She was coy at first, suggesting she had a big announcement that would make her publicist nervous. (At this point, the audio inexplicably dropped out of the NBC broadcast, even though nothing off-color was said.)
Then she stated: "I'm just going to put it out there, loud and proud ... I am, uh, single," pausing for dramatic effect before that last word. "I hope you're not disappointed that there won't be a big coming-out speech tonight. I already did my coming-out about a thousand years ago back in the Stone Age."

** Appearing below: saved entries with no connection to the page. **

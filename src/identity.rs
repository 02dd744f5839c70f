//! Deterministic synthetic identities and alias seed phrases.
//!
//! A seed phrase (adjective-noun word pair) maps to exactly one synthetic
//! person: same seed, same person. The word pools favor distinct
//! pronunciation and unambiguous spelling, and carry no PII associations.
//! One seed per real-world service; never reuse.

use std::collections::BTreeSet;
use std::hash::{Hash, Hasher};

use rand::rngs::StdRng;
use rand::seq::SliceRandom;
use rand::{Rng, RngCore, SeedableRng};
use serde::{Deserialize, Serialize};

const ADJECTIVES: &[&str] = &[
    "amber", "arctic", "aspen", "birch", "blaze", "bolt", "cedar", "chalk", "cinder",
    "cobalt", "copper", "coral", "crimson", "dawn", "delta", "dusk", "echo", "ember",
    "fern", "flint", "forge", "frost", "glint", "grove", "hazel", "heather", "hollow",
    "indigo", "inlet", "ivory", "jade", "jasper", "kestrel", "larch", "laurel", "linen",
    "lunar", "maple", "marsh", "mist", "navy", "nimbus", "ochre", "opal", "orbit", "otter",
    "petal", "pine", "prism", "quartz", "raven", "ridge", "river", "rowan", "runic",
    "sable", "sage", "salt", "sand", "scout", "shale", "slate", "smoke", "solar", "sparrow",
    "spruce", "starling", "storm", "summit", "swift", "tallow", "teal", "thistle", "timber",
    "trace", "tundra", "vale", "vault", "veldt", "wick", "willow", "wren", "zephyr", "zenith",
];

const NOUNS: &[&str] = &[
    "anvil", "arch", "basin", "beacon", "bridge", "brook", "cable", "cairn", "canal",
    "canopy", "cast", "chord", "circuit", "cistern", "cleft", "crest", "current", "depth",
    "dial", "drift", "dune", "echo", "edge", "ember", "falls", "field", "flare", "frame",
    "gate", "glade", "gorge", "grid", "gully", "haven", "hearth", "helm", "hollow", "kelp",
    "knot", "latch", "ledge", "lens", "lever", "light", "line", "link", "loch", "lock",
    "loop", "lore", "mark", "mast", "meld", "mesh", "mill", "moor", "node", "notch",
    "orbit", "pass", "patch", "peak", "pier", "pillar", "pitch", "plain", "plank", "pool",
    "port", "post", "press", "range", "rapid", "reach", "reef", "relay", "ridge", "rift",
    "rivet", "root", "route", "rune", "seal", "shaft", "shore", "sill", "sluice", "span",
    "spoke", "stack", "stake", "stave", "stern", "strand", "strut", "surge", "sweep",
    "tide", "tine", "torch", "track", "trail", "vault", "vein", "weir", "well", "wharf",
];

const FIRST_NAMES: &[&str] = &[
    "Avery", "Blake", "Cameron", "Casey", "Dana", "Drew", "Elliot", "Emerson", "Finley",
    "Harper", "Hayden", "Jordan", "Kendall", "Logan", "Marlow", "Morgan", "Parker",
    "Quinn", "Reese", "Riley", "Rowan", "Sawyer", "Skyler", "Tatum", "Taylor",
];

const LAST_NAMES: &[&str] = &[
    "Ashford", "Barrett", "Calloway", "Dalton", "Ellsworth", "Fairbank", "Granger",
    "Hartley", "Ingram", "Kenworth", "Lockhart", "Merritt", "Norwood", "Pemberton",
    "Quimby", "Radcliffe", "Stanton", "Thornbury", "Underhill", "Vance", "Whitfield",
];

const TIMEZONES: &[&str] = &[
    "America/New_York",
    "America/Chicago",
    "America/Denver",
    "America/Los_Angeles",
    "America/Phoenix",
];

const STREET_NAMES: &[&str] = &[
    "Oak", "Cedar", "Maple", "Elm", "Birch", "Willow", "Chestnut", "Juniper", "Alder",
];

/// Synthetic person, deterministic per seed.
#[derive(Debug, Clone, Serialize, Deserialize)]
pub struct Identity {
    pub first_name: String,
    pub last_name: String,
    pub full_name: String,
    pub username: String,
    pub password: String,
    /// ISO date, age 25-45.
    pub dob: String,
    pub phone: String,
    pub address: String,
    pub timezone: String,
}

/// Stable 64-bit hash of a seed phrase. `DefaultHasher` is not stable
/// across Rust releases, so a fixed FNV-1a keeps seeds portable.
fn seed_hash(seed: &str) -> u64 {
    let mut hash: u64 = 0xcbf2_9ce4_8422_2325;
    for byte in seed.as_bytes() {
        hash ^= u64::from(*byte);
        hash = hash.wrapping_mul(0x0000_0100_0000_01b3);
    }
    hash
}

/// Generate the synthetic person for a seed phrase. No seed draws one
/// from OS entropy (non-reproducible by design).
pub fn generate(seed: Option<&str>) -> Identity {
    let mut rng: StdRng = match seed {
        Some(seed) => StdRng::seed_from_u64(seed_hash(seed)),
        None => StdRng::seed_from_u64(rand::thread_rng().next_u64()),
    };

    let first_name = FIRST_NAMES
        .choose(&mut rng)
        .copied()
        .unwrap_or("Avery")
        .to_string();
    let last_name = LAST_NAMES
        .choose(&mut rng)
        .copied()
        .unwrap_or("Barrett")
        .to_string();
    let full_name = format!("{first_name} {last_name}");

    let username = format!(
        "{}.{}{}",
        first_name.to_lowercase(),
        last_name.to_lowercase(),
        rng.gen_range(10..100)
    );

    // 20 chars over a mixed alphabet; deterministic like the rest.
    const PASSWORD_ALPHABET: &[u8] =
        b"ABCDEFGHJKLMNPQRSTUVWXYZabcdefghijkmnopqrstuvwxyz23456789!@#%^&*";
    let password: String = (0..20)
        .map(|_| {
            let idx = rng.gen_range(0..PASSWORD_ALPHABET.len());
            PASSWORD_ALPHABET[idx] as char
        })
        .collect();

    let year = rng.gen_range(1981..2001);
    let month = rng.gen_range(1..13);
    let day = rng.gen_range(1..29);
    let dob = format!("{year:04}-{month:02}-{day:02}");

    let phone = format!(
        "+1{}{:03}{:04}",
        rng.gen_range(201..990),
        rng.gen_range(200..1000),
        rng.gen_range(0..10000)
    );

    let address = format!(
        "{} {} {}, Unit {}",
        rng.gen_range(100..9999),
        STREET_NAMES.choose(&mut rng).copied().unwrap_or("Oak"),
        if rng.gen_bool(0.5) { "St" } else { "Ave" },
        rng.gen_range(1..40)
    );

    let timezone = TIMEZONES
        .choose(&mut rng)
        .copied()
        .unwrap_or("America/Chicago")
        .to_string();

    Identity {
        first_name,
        last_name,
        full_name,
        username,
        password,
        dob,
        phone,
        address,
        timezone,
    }
}

/// One adjective-noun seed phrase from OS entropy.
pub fn seed_phrase() -> String {
    let mut rng = rand::thread_rng();
    let adjective = ADJECTIVES.choose(&mut rng).copied().unwrap_or("maple");
    let noun = NOUNS.choose(&mut rng).copied().unwrap_or("circuit");
    format!("{adjective}-{noun}")
}

/// `count` unique seed phrases.
pub fn seed_phrases(count: usize) -> Vec<String> {
    let mut phrases = BTreeSet::new();
    // Pool is ~8000 pairs; caller counts are small.
    let cap = count.min(ADJECTIVES.len() * NOUNS.len());
    while phrases.len() < cap {
        phrases.insert(seed_phrase());
    }
    phrases.into_iter().collect()
}

/// Short label suffix derived from a seed, used in alias email examples.
pub fn seed_suffix(seed: &str) -> String {
    let mut hasher = std::collections::hash_map::DefaultHasher::new();
    seed.hash(&mut hasher);
    format!("{:03x}", hasher.finish() & 0xfff)
}

#[cfg(test)]
mod tests {
    use super::*;

    #[test]
    fn same_seed_same_identity() {
        let a = generate(Some("maple-circuit"));
        let b = generate(Some("maple-circuit"));
        assert_eq!(a.full_name, b.full_name);
        assert_eq!(a.dob, b.dob);
        assert_eq!(a.phone, b.phone);
        assert_eq!(a.password, b.password);
        assert_eq!(a.timezone, b.timezone);
    }

    #[test]
    fn different_seeds_differ() {
        let names: BTreeSet<String> = ["maple-circuit", "frost-anvil", "cobalt-weir", "wren-latch"]
            .iter()
            .map(|seed| {
                let id = generate(Some(seed));
                format!("{} {} {}", id.full_name, id.dob, id.phone)
            })
            .collect();
        assert!(names.len() >= 3, "distinct seeds should rarely collide");
    }

    #[test]
    fn identity_fields_are_plausible() {
        let id = generate(Some("sable-chord"));
        assert!(id.full_name.contains(' '));
        assert_eq!(id.password.len(), 20);
        assert!(id.phone.starts_with("+1"));
        assert_eq!(id.dob.len(), 10);
        assert!(TIMEZONES.contains(&id.timezone.as_str()));
        assert!(id.username.contains('.'));
    }

    #[test]
    fn seed_phrases_are_unique_and_word_pairs() {
        let phrases = seed_phrases(25);
        assert_eq!(phrases.len(), 25);
        let unique: BTreeSet<_> = phrases.iter().collect();
        assert_eq!(unique.len(), 25);
        for phrase in &phrases {
            let (adjective, noun) = phrase.split_once('-').unwrap();
            assert!(ADJECTIVES.contains(&adjective));
            assert!(NOUNS.contains(&noun));
        }
    }
}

She also made it sound as if this would be her last time on stage, but clarified for reporters afterward: "I could never stop acting. You'd have to drag me behind a team of horses. I'd like to be directing tomorrow. I'm more into it than I have ever been."
[Transcript of Jodie Foster speech by The Guardian.]
Among the other multiple winners of the night, "Django Unchained," Quentin Tarantino's spaghetti Western-blaxploitation mashup, earned two awards: for supporting actor Christoph Waltz as a charismatic bounty hunter and for Tarantino's script. The writer-director thanked his friends for letting him read scenes to them as he works through his scripts.
"You guys don't know how important you are to my process," he said. But he added: "I don't want input. I don't want you to tell me if I'm doing anything wrong. Heavens forbid."